Despite our extensive coverage on validation, let's re-examine the term. ASQA states that validation is a quality check of the assessment process.

Simply put, validation confirms which aspects of an RTO's assessment process are right and identifies where improvements are needed. A clear understanding of its main components makes it less intimidating.

According to SRTOs 2015 Clause 1.8, RTOs must ensure that their assessment systems, including RPL, comply with training package requirements and adhere to the Principles of Assessment and Rules of Evidence.

As per the standards, two kinds of validation are required.

The first type of validation ensures that your RTO's assessment meets the requirements of the training package within your scope.

The next validation ensures that assessments are conducted per the principles of assessment and rules of evidence.

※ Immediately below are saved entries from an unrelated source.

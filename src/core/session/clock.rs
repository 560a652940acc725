use std::time::{Duration, Instant};

/// Time source for collection windows
pub trait Clock {
    fn now(&self) -> Instant;

    fn sleep(&self, duration: Duration);
}

/// Wall clock backed by `Instant` and `thread::sleep`
#[derive(Debug, Clone, Copy, Default)]
pub struct SystemClock;

impl Clock for SystemClock {
    fn now(&self) -> Instant {
        Instant::now()
    }

    fn sleep(&self, duration: Duration) {
        std::thread::sleep(duration);
    }
}
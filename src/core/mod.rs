// Core module - Device session protocol and remote file operations
pub mod communication;
pub mod remote;
pub mod session;
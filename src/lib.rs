//! Flipper Remote Library
//!
//! Serial session layer for a Flipper Zero: endpoint discovery, recovery of a
//! port held by other programs, and command/response exchange over the
//! device's text console.

pub mod cli;
pub mod core;
pub mod domain;
pub mod infrastructure;
pub mod testing;

pub use crate::domain::error::{FlipperError, FlipperResult};
pub use crate::domain::config::FlipperConfig;
pub use crate::core::communication::{Command, NoiseFilter, Response, ResponseMode};
pub use crate::core::remote::{RemoteFile, RemoteService};
pub use crate::core::session::{Clock, Connector, DeviceSession, SessionState, SystemClock};
pub use crate::infrastructure::serial::{Endpoint, PortReclaimer, PortResolver};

It indicates that validation occurs both before and after the assessment. The focus here is on the first type: assessment tool validation.

Breaking Down the Two Types of Assessment Validation

Unraveling Assessment Validation

As mentioned earlier and in our earlier blog entries, validation is divided into two parts: (1) assessment tool validation and (2) post-assessment validation.

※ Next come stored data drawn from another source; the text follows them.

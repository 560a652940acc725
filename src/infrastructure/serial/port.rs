use crate::domain::config::DeviceConfig;
use crate::domain::error::{FlipperError, FlipperResult};
use serde::{Deserialize, Serialize};
use std::borrow::Cow;
use std::path::{Path, PathBuf};
use std::process::Command;
use std::time::Duration;
use tracing::{debug, info, warn};

/// How an endpoint was obtained
#[derive(Debug, Clone, Copy, PartialEq, Eq, Serialize, Deserialize)]
pub enum EndpointSource {
    Discovered,
    Explicit,
}

/// OS path of the device's serial character device
#[derive(Debug, Clone, PartialEq, Eq, Serialize, Deserialize)]
pub struct Endpoint {
    pub path: PathBuf,
    pub source: EndpointSource,
}

impl Endpoint {
    pub fn explicit(path: impl Into<PathBuf>) -> Self {
        Self {
            path: path.into(),
            source: EndpointSource::Explicit,
        }
    }

    pub fn discovered(path: impl Into<PathBuf>) -> Self {
        Self {
            path: path.into(),
            source: EndpointSource::Discovered,
        }
    }

    pub fn path_str(&self) -> Cow<'_, str> {
        self.path.to_string_lossy()
    }
}

impl std::fmt::Display for Endpoint {
    fn fmt(&self, f: &mut std::fmt::Formatter<'_>) -> std::fmt::Result {
        write!(f, "{}", self.path.display())
    }
}

/// Locates the Flipper console port among OS device nodes
#[derive(Debug, Clone)]
pub struct PortResolver {
    by_id_dir: PathBuf,
    vendor: String,
    interface: String,
    acm_pattern: String,
}

impl PortResolver {
    pub fn new(
        by_id_dir: impl Into<PathBuf>,
        vendor: impl Into<String>,
        interface: impl Into<String>,
        acm_pattern: impl Into<String>,
    ) -> Self {
        Self {
            by_id_dir: by_id_dir.into(),
            vendor: vendor.into(),
            interface: interface.into(),
            acm_pattern: acm_pattern.into(),
        }
    }

    pub fn from_config(config: &DeviceConfig) -> Self {
        Self::new(
            &config.by_id_dir,
            &config.vendor,
            &config.interface,
            &config.acm_pattern,
        )
    }

    fn by_id_pattern(&self) -> String {
        let dir = glob::Pattern::escape(&self.by_id_dir.to_string_lossy());
        format!(
            "{}/*{}*{}",
            dir,
            glob::Pattern::escape(&self.vendor),
            glob::Pattern::escape(&self.interface)
        )
    }

    /// Find the endpoint: by-id symlinks first (resolved to their target),
    /// then ACM nodes. Candidates are taken in lexicographic order.
    pub fn detect(&self) -> FlipperResult<Endpoint> {
        let by_id_pattern = self.by_id_pattern();

        for link in sorted_matches(&by_id_pattern)? {
            match std::fs::canonicalize(&link) {
                Ok(real) => {
                    info!("Detected Flipper at {} (via {})", real.display(), link.display());
                    return Ok(Endpoint::discovered(real));
                }
                // Stale link left behind after an unplug
                Err(e) => debug!("Skipping {}: {}", link.display(), e),
            }
        }

        if let Some(node) = sorted_matches(&self.acm_pattern)?.into_iter().next() {
            info!("Detected Flipper at {} (ACM fallback)", node.display());
            return Ok(Endpoint::discovered(node));
        }

        Err(FlipperError::DeviceNotFound {
            searched: format!("{}, {}", by_id_pattern, self.acm_pattern),
        })
    }

    /// Use `explicit` when given, otherwise [`PortResolver::detect`]
    pub fn resolve(&self, explicit: Option<&str>) -> FlipperResult<Endpoint> {
        match explicit {
            Some(path) => Ok(Endpoint::explicit(path)),
            None => self.detect(),
        }
    }
}

fn sorted_matches(pattern: &str) -> FlipperResult<Vec<PathBuf>> {
    let paths = glob::glob(pattern).map_err(|e| FlipperError::Config {
        message: format!("Invalid device pattern '{}': {}", pattern, e),
    })?;

    let mut candidates: Vec<PathBuf> = paths.filter_map(Result::ok).collect();
    candidates.sort();
    Ok(candidates)
}

/// Best-effort release of an endpoint held by other processes.
///
/// Implementations never fail; the caller retries its open regardless.
pub trait PortReclaimer {
    fn reclaim(&self, endpoint: &Endpoint);
}

/// Terminates processes holding the device node open.
///
/// Holders are discovered with `lsof` and `fuser` (either may be missing),
/// companion applications are stopped with `pkill -f`.
#[derive(Debug, Clone)]
pub struct ProcessReclaimer {
    companion_apps: Vec<String>,
    settle: Duration,
}

impl ProcessReclaimer {
    pub fn new(companion_apps: Vec<String>, settle: Duration) -> Self {
        Self {
            companion_apps,
            settle,
        }
    }

    pub fn from_config(config: &DeviceConfig) -> Self {
        Self::new(config.companion_apps.clone(), config.settle())
    }

    fn holders(&self, device: &Path) -> Vec<u32> {
        let mut pids = Vec::new();
        for (program, args) in [("lsof", &["-t"][..]), ("fuser", &[][..])] {
            match Command::new(program).args(args).arg(device).output() {
                Ok(output) => {
                    let stdout = String::from_utf8_lossy(&output.stdout);
                    for pid in parse_pids(&stdout) {
                        if !pids.contains(&pid) {
                            pids.push(pid);
                        }
                    }
                }
                Err(e) => debug!("{} unavailable: {}", program, e),
            }
        }
        pids.retain(|pid| *pid != std::process::id());
        pids
    }

    fn stop_companions(&self) {
        for app in &self.companion_apps {
            match Command::new("pkill").arg("-f").arg(app).output() {
                Ok(output) if output.status.success() => info!("Stopped {}", app),
                Ok(_) => debug!("No running {} found", app),
                Err(e) => debug!("pkill unavailable: {}", e),
            }
        }
    }
}

impl PortReclaimer for ProcessReclaimer {
    fn reclaim(&self, endpoint: &Endpoint) {
        warn!("Reclaiming busy port {}", endpoint);

        for pid in self.holders(&endpoint.path) {
            terminate(pid);
        }
        self.stop_companions();

        std::thread::sleep(self.settle);
    }
}

#[cfg(unix)]
fn terminate(pid: u32) {
    use nix::sys::signal::{kill, Signal};
    use nix::unistd::Pid;

    let Ok(raw) = i32::try_from(pid) else {
        debug!("Ignoring out-of-range pid {}", pid);
        return;
    };
    match kill(Pid::from_raw(raw), Signal::SIGTERM) {
        Ok(()) => info!("Sent SIGTERM to process {}", pid),
        Err(e) => debug!("Could not terminate process {}: {}", pid, e),
    }
}

#[cfg(not(unix))]
fn terminate(pid: u32) {
    debug!("Process termination unsupported on this platform (pid {})", pid);
}

/// Pids from `lsof -t` / `fuser` output; fuser may append access letters.
///
/// Only values that name a single process are kept: 0 and anything past
/// `i32::MAX` would signal a process group or every process.
fn parse_pids(output: &str) -> Vec<u32> {
    output
        .split_whitespace()
        .filter_map(|token| {
            token
                .trim_end_matches(|c: char| c.is_ascii_alphabetic())
                .parse::<u32>()
                .ok()
        })
        .filter(|pid| *pid != 0 && i32::try_from(*pid).is_ok())
        .collect()
}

Pre-assessment validation or verification, also known as assessment tool validation, relates to the first part of the clause, ensuring all unit requirements are met and workbooks are 100% compliant.

On the other hand, post-assessment validation deals with implementation, ensuring Registered Training Organisations follow the Principles of Assessment and Rules of Evidence.

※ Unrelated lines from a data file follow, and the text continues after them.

//! Test doubles for the device session layer.
//!
//! - [`ManualClock`]: a [`Clock`] whose `sleep` advances virtual time instantly
//! - [`ScriptedLink`]: a [`SerialLink`] replaying scripted replies per command
//! - [`FakeOpener`]: a [`PortOpener`] that can fail a number of opens first
//! - [`RecordingReclaimer`]: a [`PortReclaimer`] that only records its calls
//!
//! ```ignore
//! let opener = FakeOpener::new().fail_next(serialport::ErrorKind::NoDevice);
//! opener.link().push_reply(vec![None, Some(b"ok\r\n>: ".to_vec())]);
//! ```

use crate::core::session::Clock;
use crate::infrastructure::serial::{Endpoint, LinkSettings, PortOpener, PortReclaimer, SerialLink};
use std::collections::VecDeque;
use std::io;
use std::sync::{Arc, Mutex, MutexGuard};
use std::time::{Duration, Instant};

/// Virtual clock shared between clones
#[derive(Debug, Clone)]
pub struct ManualClock {
    origin: Instant,
    elapsed: Arc<Mutex<Duration>>,
}

impl ManualClock {
    pub fn new() -> Self {
        Self {
            origin: Instant::now(),
            elapsed: Arc::new(Mutex::new(Duration::ZERO)),
        }
    }

    /// Virtual time spent sleeping so far
    pub fn elapsed(&self) -> Duration {
        *lock(&self.elapsed)
    }
}

impl Default for ManualClock {
    fn default() -> Self {
        Self::new()
    }
}

impl Clock for ManualClock {
    fn now(&self) -> Instant {
        self.origin + self.elapsed()
    }

    fn sleep(&self, duration: Duration) {
        *lock(&self.elapsed) += duration;
    }
}

/// One poll result: `Some(bytes)` arrives, `None` is a quiet poll
pub type Poll = Option<Vec<u8>>;

#[derive(Debug, Default)]
struct LinkState {
    open: bool,
    closes: usize,
    clears: usize,
    flushes: usize,
    fail_writes: bool,
    written: Vec<u8>,
    buffered: Vec<u8>,
    pending: VecDeque<Poll>,
    replies: VecDeque<Vec<Poll>>,
}

/// Shared view of the state behind a [`ScriptedLink`]
#[derive(Debug, Clone, Default)]
pub struct LinkHandle {
    state: Arc<Mutex<LinkState>>,
}

impl LinkHandle {
    fn state(&self) -> MutexGuard<'_, LinkState> {
        lock(&self.state)
    }

    /// Bytes sitting in the input buffer before the next command
    pub fn push_stale(&self, data: &[u8]) {
        self.state().buffered.extend_from_slice(data);
    }

    /// Polls replayed after the next command is written
    pub fn push_reply(&self, polls: Vec<Poll>) {
        self.state().replies.push_back(polls);
    }

    pub fn fail_writes(&self) {
        self.state().fail_writes = true;
    }

    pub fn written(&self) -> Vec<u8> {
        self.state().written.clone()
    }

    pub fn is_open(&self) -> bool {
        self.state().open
    }

    pub fn closes(&self) -> usize {
        self.state().closes
    }

    pub fn clears(&self) -> usize {
        self.state().clears
    }

    pub fn flushes(&self) -> usize {
        self.state().flushes
    }
}

/// Serial link replaying scripted device output
#[derive(Debug)]
pub struct ScriptedLink {
    handle: LinkHandle,
}

impl SerialLink for ScriptedLink {
    fn clear_input(&mut self) -> io::Result<()> {
        let mut state = self.handle.state();
        state.clears += 1;
        state.buffered.clear();
        Ok(())
    }

    fn write_all(&mut self, data: &[u8]) -> io::Result<()> {
        let mut state = self.handle.state();
        if state.fail_writes {
            return Err(io::Error::new(io::ErrorKind::BrokenPipe, "device unplugged"));
        }
        state.written.extend_from_slice(data);
        let reply = state.replies.pop_front().unwrap_or_default();
        state.pending = reply.into();
        Ok(())
    }

    fn flush(&mut self) -> io::Result<()> {
        self.handle.state().flushes += 1;
        Ok(())
    }

    fn bytes_available(&mut self) -> io::Result<usize> {
        let mut state = self.handle.state();
        if state.buffered.is_empty() {
            if let Some(Some(bytes)) = state.pending.pop_front() {
                state.buffered = bytes;
            }
        }
        Ok(state.buffered.len())
    }

    fn read(&mut self, buf: &mut [u8]) -> io::Result<usize> {
        let mut state = self.handle.state();
        let n = buf.len().min(state.buffered.len());
        buf[..n].copy_from_slice(&state.buffered[..n]);
        state.buffered.drain(..n);
        Ok(n)
    }
}

impl Drop for ScriptedLink {
    fn drop(&mut self) {
        let mut state = self.handle.state();
        state.open = false;
        state.closes += 1;
    }
}

/// Opener handing out [`ScriptedLink`]s over one shared [`LinkHandle`]
#[derive(Debug, Clone, Default)]
pub struct FakeOpener {
    link: LinkHandle,
    failures: Arc<Mutex<VecDeque<serialport::ErrorKind>>>,
    attempts: Arc<Mutex<usize>>,
}

impl FakeOpener {
    pub fn new() -> Self {
        Self::default()
    }

    /// Fail the next not-yet-failed open with `kind`
    pub fn fail_next(self, kind: serialport::ErrorKind) -> Self {
        lock(&self.failures).push_back(kind);
        self
    }

    pub fn link(&self) -> LinkHandle {
        self.link.clone()
    }

    pub fn attempts(&self) -> usize {
        *lock(&self.attempts)
    }
}

impl PortOpener for FakeOpener {
    type Link = ScriptedLink;

    fn open(&self, endpoint: &Endpoint, _settings: &LinkSettings) -> serialport::Result<ScriptedLink> {
        *lock(&self.attempts) += 1;

        if let Some(kind) = lock(&self.failures).pop_front() {
            return Err(serialport::Error::new(
                kind,
                format!("Device or resource busy: {}", endpoint),
            ));
        }

        self.link.state().open = true;
        Ok(ScriptedLink {
            handle: self.link.clone(),
        })
    }
}

/// Reclaimer that records which endpoints it was asked to free
#[derive(Debug, Clone, Default)]
pub struct RecordingReclaimer {
    calls: Arc<Mutex<Vec<Endpoint>>>,
}

impl RecordingReclaimer {
    pub fn new() -> Self {
        Self::default()
    }

    pub fn calls(&self) -> Vec<Endpoint> {
        lock(&self.calls).clone()
    }
}

impl PortReclaimer for RecordingReclaimer {
    fn reclaim(&self, endpoint: &Endpoint) {
        lock(&self.calls).push(endpoint.clone());
    }
}

// A poisoned lock only means another test thread panicked; keep going.
fn lock<T>(mutex: &Mutex<T>) -> MutexGuard<'_, T> {
    mutex.lock().unwrap_or_else(|poisoned| poisoned.into_inner())
}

This piece will highlight assessment tool validation.

How Assessment Tool Validation is Conducted

Having distinguished between the two types of validation, let’s dive into the details of assessment tool validation.

When to Conduct Assessment Tool Validation

Assessment tool validation is intended to confirm that all elements, performance criteria, and performance and knowledge evidence are met by your assessment tools.

Thus, whenever new learning resources are purchased, you must conduct assessment tool validation before allowing student use.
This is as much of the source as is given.